The data: Begin

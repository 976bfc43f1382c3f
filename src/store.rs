//! Store collaborator interface.
//!
//! The harness never implements the database engine; it issues commands
//! through the [`DocumentStore`] trait and consumes an ordered, resumable
//! change-notification stream through [`ChangeCursor`]. The exact wire format
//! is out of scope: implementations return either a success payload or a
//! typed [`StoreError`].

use bytes::Bytes;
use serde::{Deserialize, Serialize};
use thiserror::Error;

/// Identifier of a single document.
pub type DocumentId = u64;

/// A document in the store: an id, an integer value, and an opaque payload.
#[derive(Debug, Clone, PartialEq, Eq)]
pub struct Document {
    /// Document identifier.
    pub id: DocumentId,
    /// Current value, overwritten by multi-updates.
    pub value: i64,
    /// Opaque payload body.
    pub payload: Bytes,
}

/// The kind of data modification an operation or change event describes.
#[derive(Debug, Clone, Copy, PartialEq, Eq, PartialOrd, Ord)]
pub enum OperationType {
    /// Document insertion.
    Insert,
    /// Multi-document update.
    Update,
    /// Multi-document delete.
    Delete,
}

impl std::fmt::Display for OperationType {
    fn fmt(&self, f: &mut std::fmt::Formatter<'_>) -> std::fmt::Result {
        match self {
            Self::Insert => write!(f, "insert"),
            Self::Update => write!(f, "update"),
            Self::Delete => write!(f, "delete"),
        }
    }
}

/// Logical cluster timestamp.
///
/// Ordered lexicographically by `(seconds, increment)`. Serializable so it
/// can cross a worker boundary as data rather than as embedded live state.
#[derive(
    Debug, Clone, Copy, Default, PartialEq, Eq, PartialOrd, Ord, Serialize, Deserialize,
)]
pub struct ClusterTime {
    /// Wall-clock seconds component.
    pub seconds: u64,
    /// Ordering increment within the same second.
    pub increment: u32,
}

impl ClusterTime {
    /// Creates a cluster time from its components.
    #[must_use]
    pub const fn new(seconds: u64, increment: u32) -> Self {
        Self { seconds, increment }
    }
}

/// Opaque position token for resuming a change stream.
#[derive(Debug, Clone, Copy, PartialEq, Eq, PartialOrd, Ord)]
pub struct ResumeToken(pub u64);

/// Where to open a change stream from.
#[derive(Debug, Clone, Copy)]
pub enum ResumePoint {
    /// Resume after a previously observed token.
    Token(ResumeToken),
    /// Start at a logical time saved before the workload began.
    StartTime(ClusterTime),
}

/// A single change-notification event.
#[derive(Debug, Clone)]
pub struct ChangeEvent {
    /// Affected document.
    pub doc_id: DocumentId,
    /// What happened to the document.
    pub operation: OperationType,
    /// Resulting value (`None` for deletes).
    pub value: Option<i64>,
    /// Payload body; for deletes, the deleted document's payload when the
    /// store provides it.
    pub payload: Option<Bytes>,
    /// Token positioning this event in the stream.
    pub token: ResumeToken,
}

impl ChangeEvent {
    /// CRC-64 fingerprint of the event body, used by the best-effort oracle
    /// to distinguish distinct writes from duplicate delivery of one write.
    #[must_use]
    pub fn fingerprint(&self) -> u64 {
        use crc::{Crc, CRC_64_ECMA_182};

        const CRC64: Crc<u64> = Crc::<u64>::new(&CRC_64_ECMA_182);

        let mut digest = CRC64.digest();
        digest.update(&self.doc_id.to_be_bytes());
        digest.update(&[match self.operation {
            OperationType::Insert => 0,
            OperationType::Update => 1,
            OperationType::Delete => 2,
        }]);
        if let Some(value) = self.value {
            digest.update(&value.to_be_bytes());
        }
        if let Some(payload) = &self.payload {
            digest.update(payload);
        }
        digest.finalize()
    }
}

/// A contiguous key range of a sharded collection.
#[derive(Debug, Clone, Copy, PartialEq, Eq)]
pub struct ChunkRange {
    /// Inclusive lower bound.
    pub min: DocumentId,
    /// Exclusive upper bound.
    pub max: DocumentId,
}

impl ChunkRange {
    /// Creates a chunk range `[min, max)`.
    #[must_use]
    pub const fn new(min: DocumentId, max: DocumentId) -> Self {
        Self { min, max }
    }

    /// Returns true if the range contains the given id.
    #[must_use]
    pub const fn contains(&self, id: DocumentId) -> bool {
        id >= self.min && id < self.max
    }
}

/// Errors returned by store operations.
///
/// The transient classes are exactly the ones the retry stack knows how to
/// recover from; everything else propagates to the state function.
#[derive(Debug, Clone, Error)]
pub enum StoreError {
    /// Network failure talking to the store.
    #[error("network error: {message} (side effect possible: {side_effect_possible})")]
    Network {
        /// Description of the failure.
        message: String,
        /// True when the command may already have been applied, which makes a
        /// blind retry unsafe for non-idempotent operations.
        side_effect_possible: bool,
    },

    /// The routed node is not (or no longer) the primary.
    #[error("not primary: {0}")]
    NotPrimary(String),

    /// A conflicting background operation is still in progress.
    #[error("background operation in progress: {0}")]
    BackgroundOperationInProgress(String),

    /// The target database is replicating a drop and cannot accept writes yet.
    #[error("database drop pending: {0}")]
    DropPending(String),

    /// Legacy hashed-shard-key routing rejected the command.
    #[error("hashed shard key: {0}")]
    HashedShardKey(String),

    /// The command itself failed; never retried.
    #[error("command failed: {0}")]
    Command(String),

    /// The change-stream cursor was invalidated and must be reopened.
    #[error("cursor closed: {0}")]
    CursorClosed(String),
}

impl StoreError {
    /// Returns true if this error belongs to a transient class that a retry
    /// layer may recover from.
    #[must_use]
    pub const fn is_transient(&self) -> bool {
        matches!(
            self,
            Self::Network { .. }
                | Self::NotPrimary(_)
                | Self::BackgroundOperationInProgress(_)
                | Self::DropPending(_)
                | Self::HashedShardKey(_)
        )
    }

    /// Returns true if the failed call may already have taken effect.
    #[must_use]
    pub const fn side_effect_possible(&self) -> bool {
        matches!(
            self,
            Self::Network {
                side_effect_possible: true,
                ..
            }
        )
    }
}

/// A resumable, ordered change-notification cursor.
pub trait ChangeCursor {
    /// Returns the next currently available event, or `None` when the stream
    /// is drained up to its current tail.
    ///
    /// # Errors
    ///
    /// Returns an error if the cursor was invalidated.
    fn try_next(&mut self) -> Result<Option<ChangeEvent>, StoreError>;

    /// Returns the token of the last event returned, if any.
    fn resume_token(&self) -> Option<ResumeToken>;
}

/// Command surface of the system under test.
///
/// One handle per worker; handles must not share mutable state with each
/// other beyond what the store itself synchronizes.
pub trait DocumentStore: Send + std::fmt::Debug {
    /// Inserts the given documents into a collection.
    ///
    /// # Errors
    ///
    /// Returns a [`StoreError`] on failure; transient classes are retryable.
    fn insert_many(&self, coll: &str, docs: &[Document]) -> Result<(), StoreError>;

    /// Updates every listed document to the given value in one multi-write.
    ///
    /// Returns the number of documents modified. During an active chunk
    /// migration the store may apply the write more than once per document;
    /// callers must not assume exactly-once effects unless the cluster
    /// promises them.
    ///
    /// # Errors
    ///
    /// Returns a [`StoreError`] on failure; transient classes are retryable.
    fn multi_update(&self, coll: &str, ids: &[DocumentId], value: i64) -> Result<u64, StoreError>;

    /// Deletes every listed document in one multi-write.
    ///
    /// Returns the number of documents removed. Same exactly-once caveat as
    /// [`multi_update`](Self::multi_update).
    ///
    /// # Errors
    ///
    /// Returns a [`StoreError`] on failure; transient classes are retryable.
    fn multi_delete(&self, coll: &str, ids: &[DocumentId]) -> Result<u64, StoreError>;

    /// Migrates a chunk of the collection to another shard.
    ///
    /// # Errors
    ///
    /// Returns a [`StoreError`] on failure; transient classes are retryable.
    fn move_chunk(&self, coll: &str, range: ChunkRange, to_shard: u32) -> Result<(), StoreError>;

    /// Opens a change stream over the collection from the given position.
    ///
    /// # Errors
    ///
    /// Returns a [`StoreError`] if the stream cannot be opened.
    fn open_change_stream(
        &self,
        coll: &str,
        from: ResumePoint,
    ) -> Result<Box<dyn ChangeCursor>, StoreError>;

    /// Returns the store's current logical cluster time.
    fn cluster_time(&self) -> ClusterTime;
}

/// Produces one [`DocumentStore`] handle per worker.
pub trait Connector: Send + Sync {
    /// Opens a connection for the given host.
    ///
    /// # Errors
    ///
    /// Returns a [`StoreError`] if the connection cannot be established.
    fn connect(&self, host: &str) -> Result<Box<dyn DocumentStore>, StoreError>;
}
//! Per-worker specifications and execution state.
//!
//! A `WorkerSpec` is created once by the launcher before spawn and owned
//! exclusively by its worker. The `ExecutionContext` is the mutable state bag
//! threaded through every state-function call; it is never shared between
//! workers.

use std::collections::BTreeMap;

use rand_chacha::ChaCha8Rng;
use serde::{Deserialize, Serialize};

use crate::oracle::ConsistencyOracle;
use crate::retry::RetryStack;
use crate::store::{ChunkRange, ClusterTime, DocumentId};

/// Stepdown-injection configuration for a run.
#[derive(Debug, Clone, Serialize, Deserialize)]
pub struct StepdownConfig {
    /// Interval between induced stepdowns, in milliseconds.
    pub interval_ms: u64,
    /// Attempt budget for the stepdown-aware retry layer.
    pub max_retry_attempts: u32,
}

impl Default for StepdownConfig {
    fn default() -> Self {
        Self {
            interval_ms: 5_000,
            max_retry_attempts: 10,
        }
    }
}

/// Read-only topology description of the cluster under test.
///
/// Constructed once before spawn and treated as read-mostly: workers read
/// routing information from it concurrently but never mutate it.
#[derive(Debug, Clone, Serialize, Deserialize)]
pub struct ClusterDescriptor {
    /// Host list for routing.
    pub hosts: Vec<String>,
    /// Replica-set name, when connections should use replica-set routing.
    pub replica_set: Option<String>,
    /// Whether the collection is sharded (chunk migration available).
    pub sharded: bool,
    /// Number of shards to spread chunks over.
    pub shard_count: u32,
    /// Stepdown injection, when configured for this run.
    pub stepdown: Option<StepdownConfig>,
    /// Whether the cluster guarantees exactly-once application of
    /// multi-document writes under concurrent chunk migration. When false the
    /// oracle falls back to duplicate detection only.
    pub exactly_once_multi_writes: bool,
}

impl Default for ClusterDescriptor {
    fn default() -> Self {
        Self {
            hosts: vec!["localhost:27017".to_string()],
            replica_set: None,
            sharded: true,
            shard_count: 2,
            stepdown: None,
            exactly_once_multi_writes: true,
        }
    }
}

/// Options for opening a logical session.
///
/// `raw_cluster_time` crosses the thread boundary as a serialized scalar; the
/// bootstrap deserializes it into a typed [`ClusterTime`] and clears the raw
/// field so downstream code advances the clock through an explicit call.
#[derive(Debug, Clone, Default, Serialize, Deserialize)]
pub struct SessionOptions {
    /// Serialized initial cluster time, if one was captured before spawn.
    pub raw_cluster_time: Option<String>,
    /// Whether reads should be causally consistent within the session.
    pub causal_consistency: bool,
}

/// A per-worker logical session.
#[derive(Debug, Clone)]
pub struct Session {
    /// Client-assigned session id.
    pub lsid: u64,
    /// Highest cluster time observed by this session.
    cluster_time: Option<ClusterTime>,
    /// Monotonic transaction number for retryable writes.
    txn_number: u64,
    /// Whether causal consistency was requested.
    pub causal_consistency: bool,
}

impl Session {
    /// Opens a session with the given id and hydrated cluster time.
    #[must_use]
    pub const fn new(lsid: u64, cluster_time: Option<ClusterTime>, causal: bool) -> Self {
        Self {
            lsid,
            cluster_time,
            txn_number: 0,
            causal_consistency: causal,
        }
    }

    /// Returns the session's current cluster time.
    #[must_use]
    pub const fn cluster_time(&self) -> Option<ClusterTime> {
        self.cluster_time
    }

    /// Advances the session clock; older times are ignored.
    pub fn advance_cluster_time(&mut self, time: ClusterTime) {
        if self.cluster_time.is_none_or(|current| time > current) {
            self.cluster_time = Some(time);
        }
    }

    /// Returns the next transaction number for a retryable write.
    pub fn next_txn_number(&mut self) -> u64 {
        self.txn_number += 1;
        self.txn_number
    }
}

/// The disjoint subset of document ids a worker owns.
///
/// Partitioning, not locking, is the concurrency-safety mechanism: for any
/// two workers `i != j` the partitions are disjoint for the whole run.
#[derive(Debug, Clone, Copy, PartialEq, Eq)]
pub struct OwnedPartition {
    /// Owning worker's thread id.
    pub tid: u32,
    /// Total worker count the id space is striped over.
    pub thread_count: u32,
    /// Documents owned per worker.
    pub docs_per_thread: u64,
}

impl OwnedPartition {
    /// Creates the partition for one worker.
    #[must_use]
    pub const fn new(tid: u32, thread_count: u32, docs_per_thread: u64) -> Self {
        Self {
            tid,
            thread_count,
            docs_per_thread,
        }
    }

    /// First owned id (inclusive).
    #[must_use]
    pub const fn start(&self) -> DocumentId {
        self.tid as u64 * self.docs_per_thread
    }

    /// One past the last owned id.
    #[must_use]
    pub const fn end(&self) -> DocumentId {
        self.start() + self.docs_per_thread
    }

    /// Iterates the owned ids.
    pub fn ids(&self) -> impl Iterator<Item = DocumentId> {
        self.start()..self.end()
    }

    /// Returns true if the id belongs to this partition.
    #[must_use]
    pub const fn contains(&self, id: DocumentId) -> bool {
        id >= self.start() && id < self.end()
    }

    /// Returns the partition as a contiguous chunk range.
    #[must_use]
    pub const fn range(&self) -> ChunkRange {
        ChunkRange::new(self.start(), self.end())
    }

    /// Returns true if the two partitions share no ids.
    #[must_use]
    pub const fn is_disjoint(&self, other: &Self) -> bool {
        self.end() <= other.start() || other.end() <= self.start()
    }
}

/// Immutable per-worker specification, created once before spawn.
#[derive(Debug, Clone)]
pub struct WorkerSpec {
    /// Unique worker thread id.
    pub tid: u32,
    /// Host this worker connects to.
    pub host: String,
    /// Target database name.
    pub db_name: String,
    /// Target collection name.
    pub coll_name: String,
    /// Cluster topology, read-only.
    pub cluster: ClusterDescriptor,
    /// Session options; `None` means a session-less handle.
    pub session_options: Option<SessionOptions>,
    /// Seed for this worker's RNG stream (base seed + tid).
    pub rng_seed: u64,
    /// This worker's owned-id partition.
    pub partition: OwnedPartition,
}

/// Mutable per-worker state threaded through every state-function call.
///
/// Exclusively owned and mutated by its worker; requires no locking by
/// construction.
pub struct ExecutionContext {
    /// Worker thread id.
    pub tid: u32,
    /// Target database name.
    pub db_name: String,
    /// Target collection name.
    pub coll_name: String,
    /// Owned-id partition.
    pub partition: OwnedPartition,
    /// Logical session, when one was opened.
    pub session: Option<Session>,
    /// Seeded RNG stream; every probabilistic choice draws from it.
    pub rng: ChaCha8Rng,
    /// Installed operation interceptors.
    pub retry: RetryStack,
    /// Change-event bookkeeping for this worker.
    pub oracle: ConsistencyOracle,
    /// Scratch values workload states share across steps.
    pub scratch: BTreeMap<String, serde_json::Value>,
    /// Per-worker logging span, parameterized by `tid`.
    pub span: tracing::Span,
}

impl std::fmt::Debug for ExecutionContext {
    fn fmt(&self, f: &mut std::fmt::Formatter<'_>) -> std::fmt::Result {
        f.debug_struct("ExecutionContext")
            .field("tid", &self.tid)
            .field("coll_name", &self.coll_name)
            .field("partition", &self.partition)
            .field("session", &self.session)
            .finish_non_exhaustive()
    }
}

#[cfg(test)]
mod tests {
    use super::*;

    #[test]
    fn test_partitions_are_disjoint() {
        let parts: Vec<_> = (0..4).map(|tid| OwnedPartition::new(tid, 4, 100)).collect();
        for (i, a) in parts.iter().enumerate() {
            for (j, b) in parts.iter().enumerate() {
                if i == j {
                    assert!(!a.is_disjoint(b));
                } else {
                    assert!(a.is_disjoint(b), "partitions {i} and {j} overlap");
                }
            }
        }
    }

    #[test]
    fn test_partition_bounds() {
        let part = OwnedPartition::new(3, 5, 100);
        assert_eq!(part.start(), 300);
        assert_eq!(part.end(), 400);
        assert!(part.contains(300));
        assert!(part.contains(399));
        assert!(!part.contains(400));
        assert_eq!(part.ids().count(), 100);
    }

    #[test]
    fn test_session_clock_only_advances() {
        let mut session = Session::new(1, None, false);
        session.advance_cluster_time(ClusterTime::new(10, 1));
        session.advance_cluster_time(ClusterTime::new(9, 7));
        assert_eq!(session.cluster_time(), Some(ClusterTime::new(10, 1)));
        session.advance_cluster_time(ClusterTime::new(10, 2));
        assert_eq!(session.cluster_time(), Some(ClusterTime::new(10, 2)));
    }

    #[test]
    fn test_txn_numbers_are_monotonic() {
        let mut session = Session::new(1, None, false);
        assert_eq!(session.next_txn_number(), 1);
        assert_eq!(session.next_txn_number(), 2);
    }
}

The data: End

**What this task involves**
Search the entries for "available" and copy each matching line.

**Solved problem**
    /// Returns the next currently available event, or `None` when the stream
    /// Whether the collection is sharded (chunk migration available).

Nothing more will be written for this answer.